Al hombre se le ha acabado el
cigarrillo y tiene las manos apoyadas en las piernas. El conductor parece
asustado. Si no asustado, al menos tenso, como si la noche se le hubiera
complicado de una manera tremendamente absurda, estas cosas que pasan, anécdota
para contar durante horas y horas muertas de parada de aeropuerto: Aznar, la
final de Champions contra el Valencia y la pareja a la que llevé el otro día,
no os imagináis el cuadro que formaban; ella completamente despeinada y
revolviéndose en la parte de atrás como un gremlin y él quieto, callado, todo
un caballero. Un caballero psicópata, en mi opinión, pero mi opinión ahí no contaba
nada, solo mi taxímetro y la dirección en pleno Paseo de la Castellana. “Da una
vuelta larga”, dijo el tipo, porque desde el Círculo de Bellas Artes al hotel
no sé ni si habrá quinientos metros. “Por dónde quieras, pero larga”. ¿Qué
podía hacer? El cliente manda.
Laura vuelve a despertarse y tiene
la cabeza aplastada contra una ventanilla, al colocar las manos sobre el
asiento tropieza con el zapato roto. Sin avisar a nadie porque nadie le va a
hacer caso, baja la ventanilla y tira el zapato con rabia.
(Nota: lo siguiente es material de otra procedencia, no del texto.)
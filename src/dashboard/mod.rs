//! Dashboard module
//!
//! Provides an overview page showing summary cards for the current month, an
//! annual overview chart, the current month's expense breakdown, and the most
//! recent transactions.

mod cards;
mod handlers;

pub use handlers::get_dashboard_page;

pub(crate) use cards::summary_cards_view;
El conductor parece
a punto de decir algo pero es el hombre el que se vuelve inmediatamente:
-
¿Por qué cojones has hecho eso?
-
Porque estaba roto.
-
Eres una niña caprichosa.
-
Soy una niña caprichosa, ¿y tú quién eres?
-
Un amigo de tu “padrino”. Un amigo tuyo, por
extensión.
Laura se queda en su rincón,
resignada, sin tener nada que añadir. El taxista sigue imaginándose como rey de la tarde siguiente, cuando despierte y coja de nuevo el coche. La historia va
pasando de carne de parada a carne de cliente. “¿Oiga, quiere saber lo que me
pasó anoche? No se lo va a creer… Una chica de la tele casi me vomita encima
del tapizado, justo donde está usted ahora. No, tranquilo, no llegó a hacerlo,
no se preocupe. ¿Qué hacemos para parar al Piojo López, a usted qué se le
ocurre?”
El coche va frenando poco a poco,
el hombre se lleva la mano al bolsillo y saca la cartera. Laura piensa en su
zapato, en dónde estará ahora su zapato y cómo le explicará a Carlos que ha
vuelto a casa con un zapato de menos. Luego se acuerda de que Carlos nunca está
en casa y cuando está, desde luego, no pide explicaciones. Vuelve a sonreír
pensando en que a lo mejor alguien encuentra el zapato y se pone a buscarla.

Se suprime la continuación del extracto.